British tennis player Jack Draper was forced to bow out of his Miami Open match on Thursday after he collapsed on the court in the heat while playing his first set against Mikhail Kukushkin.
The 19-year-old budding star fell to the ground during the first set of the match and was immediately attended to by medical staff at the court. He told reporters afterward he started to feel something was wrong after the two opponents switched sides and gave it a go after having been checked out once.
“At the changeover, I was starting to feel my body a bit. I said that I’m going to carry on because I wasn’t feeling faint … But obviously when I got out there, that wasn’t the case. On the last point, I didn’t collapse. I actually just tripped because I was starting to feel really dizzy and stuff,” he said, via News.com.au.

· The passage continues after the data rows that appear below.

//! Common error types for HTL

use thiserror::Error;

/// Common result type for HTL operations
pub type Result<T> = std::result::Result<T, Error>;

/// Common error types across the HTL service
#[derive(Error, Debug)]
pub enum Error {
    /// Database operation error (wraps sqlx::Error)
    #[error("Database error: {0}")]
    Database(sqlx::Error),

    /// I/O operation error (wraps std::io::Error)
    #[error("IO error: {0}")]
    Io(#[from] std::io::Error),

    /// Configuration loading or validation error
    #[error("Configuration error: {0}")]
    Config(String),

    /// A vote for this (visitor, round) pair already exists.
    ///
    /// Benign: the unique constraint on the votes table fired, meaning the
    /// vote is already recorded. Callers treat this as success.
    #[error("Vote already recorded for this visitor and round")]
    DuplicateVote,

    /// Requested resource not found
    #[error("Not found: {0}")]
    NotFound(String),

    /// Invalid user input or request parameter
    #[error("Invalid input: {0}")]
    InvalidInput(String),

    /// Internal server error
    #[error("Internal error: {0}")]
    Internal(String),
}

impl From<sqlx::Error> for Error {
    /// Classify sqlx errors, separating the benign unique-constraint
    /// rejection on duplicate votes from real database failures.
    fn from(e: sqlx::Error) -> Self {
        if let sqlx::Error::Database(ref dbe) = e {
            if dbe.is_unique_violation() {
                return Error::DuplicateVote;
            }
        }
        Error::Database(e)
    }
}

impl Error {
    /// Whether this error is the benign already-recorded case
    pub fn is_duplicate_vote(&self) -> bool {
        matches!(self, Error::DuplicateVote)
    }
}
/// One-sentence round summary for the results page
pub fn round_story(
    round: &Round,
    visitor_pick: &str,
    consensus: &ConsensusResult,
    order: &[&str],
) -> String {
    let user_letter = display_letter(order, visitor_pick);
    let ai_letter = display_letter(order, round.ai_pick);

    if consensus.tied {
        let mut leader_letters: Vec<char> = consensus
            .leaders
            .iter()
            .map(|id| display_letter(order, id))
            .collect();
        leader_letters.sort_unstable();
        let tied_list = format_photo_list(&leader_letters);
        let tied_pct = consensus
            .leaders
            .first()
            .and_then(|id| consensus.percentages.get(id).copied())
            .unwrap_or(0);
        let user_among = consensus.leaders.iter().any(|id| id == visitor_pick);
        let ai_among = consensus.leaders.iter().any(|id| id == round.ai_pick);

        return match (user_among, ai_among) {
            (true, true) => format!(
                "{} tied at {}%. You and AI both picked tied leaders.",
                tied_list, tied_pct
            ),
            (true, false) => format!(
                "{} tied at {}%. Your pick was a tied leader. AI picked Photo {} instead.",
                tied_list, tied_pct, ai_letter
            ),
            (false, true) => format!(
                "{} tied at {}%. You picked Photo {}. AI picked a tied leader.",
                tied_list, tied_pct, user_letter
            ),
            (false, false) => format!(
                "{} tied at {}%. You picked Photo {}. AI picked Photo {}. Nobody picked a leader.",
                tied_list, tied_pct, user_letter, ai_letter
            ),
        };
    }

    let crowd_fav = consensus.crowd_favorite.as_deref();
    let crowd_letter = crowd_fav.map(|id| display_letter(order, id)).unwrap_or('?');
    let crowd_pct = crowd_fav
        .and_then(|id| consensus.percentages.get(id).copied())
        .unwrap_or(0);
    let matched_crowd = crowd_fav == Some(visitor_pick);
    let matched_ai = visitor_pick == round.ai_pick;
    let ai_correct = crowd_fav == Some(round.ai_pick);

    match (matched_crowd, matched_ai, ai_correct) {
        (true, _, true) => format!(
            "You picked Photo {}, the crowd favorite. AI called it too.",
            user_letter
        ),
        (true, _, false) => format!(
            "You picked Photo {}, the crowd favorite. AI picked Photo {} instead.",
            user_letter, ai_letter
        ),
        (false, true, _) => format!(
            "You picked Photo {}, same as AI. The crowd went with Photo {} ({}%).",
            user_letter, crowd_letter, crowd_pct
        ),
        (false, false, true) => format!(
            "You picked Photo {}. The crowd went with Photo {} ({}%). AI saw it coming.",
            user_letter, crowd_letter, crowd_pct
        ),
        (false, false, false) => format!(
            "You picked Photo {}. The crowd went with Photo {} ({}%). AI picked Photo {}. Nobody agreed.",
            user_letter, crowd_letter, crowd_pct, ai_letter
        ),
    }
}

#[cfg(test)]
mod tests {
    use super::*;
    use crate::consensus::{ConsensusResult, Tally};
    use htl_common::rounds::round_by_id;

    /// Catalog order as display order: letters line up with item ids
    const CATALOG_ORDER: [&str; 4] = ["a", "b", "c", "d"];

    fn consensus_of(pairs: &[(&str, u64)]) -> ConsensusResult {
        let tally: Tally = pairs.iter().map(|(id, n)| (id.to_string(), *n)).collect();
        ConsensusResult::from_tally(&tally)
    }

    #[test]
    fn format_list_conjunctions() {
        assert_eq!(format_photo_list(&['A']), "Photo A");
        assert_eq!(format_photo_list(&['A', 'B']), "Photos A and B");
        assert_eq!(format_photo_list(&['A', 'B', 'C']), "Photos A, B, and C");
        assert_eq!(
            format_photo_list(&['A', 'B', 'C', 'D']),
            "Photos A, B, C, and D"
        );
    }

    #[test]
    fn convergence_round() {
        // round-1's AI pick is "a"; visitor and crowd agree
        let round = round_by_id("round-1").unwrap();
        let consensus = consensus_of(&[("a", 6), ("b", 2), ("c", 1), ("d", 1)]);
        let card = report_card(round, "a", &consensus, &CATALOG_ORDER);

        assert_eq!(card.kind, CardKind::Convergence);
        assert!(card.ai_correct);
        assert!(!card.tied);
        assert_eq!(card.personal_line, "You picked the crowd favorite.");
        assert_eq!(card.ai_line, "So did AI. All three converged this round.");
        assert_eq!(
            card.verdict_line,
            "The crowd picked Photo A with 60% of the vote. AI got it right."
        );
    }

    #[test]
    fn minority_pick_with_ai_correct() {
        // Visitor picked "b"; AI pick "a" is the crowd favorite
        let round = round_by_id("round-1").unwrap();
        let consensus = consensus_of(&[("a", 7), ("b", 1), ("c", 1), ("d", 1)]);
        let card = report_card(round, "b", &consensus, &CATALOG_ORDER);

        assert_eq!(card.kind, CardKind::AiCalledIt);
        assert!(card.ai_correct, "verdict must state AI got it right");
        assert_eq!(
            card.personal_line,
            "You went a different direction. Only 10% agreed with you."
        );
        assert!(card.verdict_line.ends_with("AI got it right."));
    }

    #[test]
    fn visitor_and_ai_against_the_crowd() {
        let round = round_by_id("round-1").unwrap();
        let consensus = consensus_of(&[("a", 2), ("b", 0), ("c", 7), ("d", 1)]);
        let card = report_card(round, "a", &consensus, &CATALOG_ORDER);

        assert_eq!(card.kind, CardKind::AiWithoutCrowd);
        assert!(!card.ai_correct);
        assert_eq!(
            card.ai_line,
            "Interestingly, AI picked the same photo you did. But the crowd went elsewhere."
        );
        assert_eq!(card.closing_line, "This round, it couldn't.");
    }

    #[test]
    fn crowd_match_without_ai() {
        // round-3's AI pick is "c"; visitor and crowd favor "b"
        let round = round_by_id("round-3").unwrap();
        let consensus = consensus_of(&[("a", 1), ("b", 5), ("c", 2), ("d", 0)]);
        let card = report_card(round, "b", &consensus, &CATALOG_ORDER);

        assert_eq!(card.kind, CardKind::CrowdWithoutAi);
        assert_eq!(
            card.ai_line,
            "AI picked something different. It predicted Photo C would be the most popular."
        );
    }

    #[test]
    fn nobody_agreed() {
        // Crowd favors "d"; visitor picked "b"; round-1 AI pick "a"
        let round = round_by_id("round-1").unwrap();
        let consensus = consensus_of(&[("a", 1), ("b", 1), ("c", 0), ("d", 6)]);
        let card = report_card(round, "b", &consensus, &CATALOG_ORDER);

        assert_eq!(card.kind, CardKind::NobodyAgreed);
        assert!(!card.ai_correct);
        assert_eq!(
            card.ai_line,
            "AI predicted Photo A. The crowd picked something else entirely."
        );
    }

    #[test]
    fn tie_shared_pick() {
        let round = round_by_id("round-1").unwrap();
        let consensus = consensus_of(&[("a", 4), ("b", 4), ("c", 0), ("d", 0)]);
        assert!(consensus.tied);
        let card = report_card(round, "a", &consensus, &CATALOG_ORDER);

        assert_eq!(card.kind, CardKind::TieSharedPick);
        assert!(card.ai_correct, "tie-inclusive: AI on a leader counts");
        assert_eq!(
            card.verdict_line,
            "Photos A and B tied at 50% each. AI picked a tied leader."
        );
    }

    #[test]
    fn tie_ai_missed_split() {
        // Leaders b and c; visitor on b; round-1 AI pick "a" not among them
        let round = round_by_id("round-1").unwrap();
        let consensus = consensus_of(&[("a", 1), ("b", 3), ("c", 3), ("d", 0)]);
        let card = report_card(round, "b", &consensus, &CATALOG_ORDER);

        assert_eq!(card.kind, CardKind::TieAiMissedSplit);
        assert!(!card.ai_correct);
        assert_eq!(
            card.personal_line,
            "The crowd was split this round, but your pick was one of the tied leaders."
        );
        assert_eq!(
            card.closing_line,
            "This round, the crowd was split and AI missed entirely."
        );
    }

    #[test]
    fn tie_both_missed() {
        let round = round_by_id("round-1").unwrap();
        let consensus = consensus_of(&[("a", 0), ("b", 2), ("c", 2), ("d", 1)]);
        let card = report_card(round, "d", &consensus, &CATALOG_ORDER);

        assert_eq!(card.kind, CardKind::TieBothMissed);
        assert_eq!(
            card.ai_line,
            "AI predicted Photo A. It wasn't among the leaders either."
        );
    }

    #[test]
    fn three_way_tie_list_formatting() {
        let round = round_by_id("round-1").unwrap();
        let consensus = consensus_of(&[("a", 2), ("b", 2), ("c", 2), ("d", 0)]);
        let card = report_card(round, "d", &consensus, &CATALOG_ORDER);
        assert!(card.verdict_line.starts_with("Photos A, B, and C tied at 33% each."));
    }

    #[test]
    fn no_votes_is_total() {
        let round = round_by_id("round-1").unwrap();
        let consensus = consensus_of(&[("a", 0), ("b", 0), ("c", 0), ("d", 0)]);
        let card = report_card(round, "a", &consensus, &CATALOG_ORDER);
        // No favorite to name; never panics
        assert!(!card.tied);
        assert!(!card.ai_correct);
        assert!(card.verdict_line.contains("0%"));
    }

    #[test]
    fn letters_follow_display_order_not_catalog_order() {
        let round = round_by_id("round-1").unwrap();
        // Visitor saw d first, so "d" is their Photo A
        let order = ["d", "c", "b", "a"];
        let consensus = consensus_of(&[("a", 0), ("b", 1), ("c", 0), ("d", 5)]);
        let card = report_card(round, "b", &consensus, &order);
        assert!(
            card.verdict_line.starts_with("The crowd picked Photo A"),
            "crowd favorite d sits at display position A: {}",
            card.verdict_line
        );
    }

    #[test]
    fn story_lines() {
        let round = round_by_id("round-1").unwrap();

        let plain = consensus_of(&[("a", 6), ("b", 1), ("c", 1), ("d", 0)]);
        assert_eq!(
            round_story(round, "a", &plain, &CATALOG_ORDER),
            "You picked Photo A, the crowd favorite. AI called it too."
        );
        assert_eq!(
            round_story(round, "b", &plain, &CATALOG_ORDER),
            "You picked Photo B. The crowd went with Photo A (75%). AI saw it coming."
        );

        let tied = consensus_of(&[("a", 3), ("b", 3), ("c", 1), ("d", 0)]);
        assert_eq!(
            round_story(round, "c", &tied, &CATALOG_ORDER),
            "Photos A and B tied at 43%. You picked Photo C. AI picked a tied leader."
        );
    }
}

“In the last couple of hours, I have been with physios, trying to recover as best as possible, just trying to look after myself and move forward.”
Kukushkin won the set 7-5 and Draper retired afterward.
Draper also told reporters he had a bout of coronavirus earlier in the year. He said it sidelined him for two weeks in January.
“I didn’t move a muscle and that was after pre-season as well, so I put in a really good pre-season and then I didn’t play so it’s been a rough start to the year,” he said. “I got it, it’s obviously an extremely aggressive virus and you can catch it from anywhere, but I got it and it did affect me quite badly for seven days.
“I had bad symptoms and then I recovered pretty quickly from there, but it definitely had an effect on me. “I’ve put in loads of great training since then, so it’s no excuse, but did it have an effect on me at the time? Probably. With a lot of these things you don’t know how much it really affects you.”
Kukushkin also admitted the conditions were a bit pressing.
“I believe he’s a good player, young,” he said of Draper, via The Guardian. “It was a tough match, really tough conditions today. So hot and humid and really slow. I’ve never played in such slow conditions. The balls after one or two games started getting so big. You needed so much energy to just hit over the net. Every single game was deuce, such long rallies.”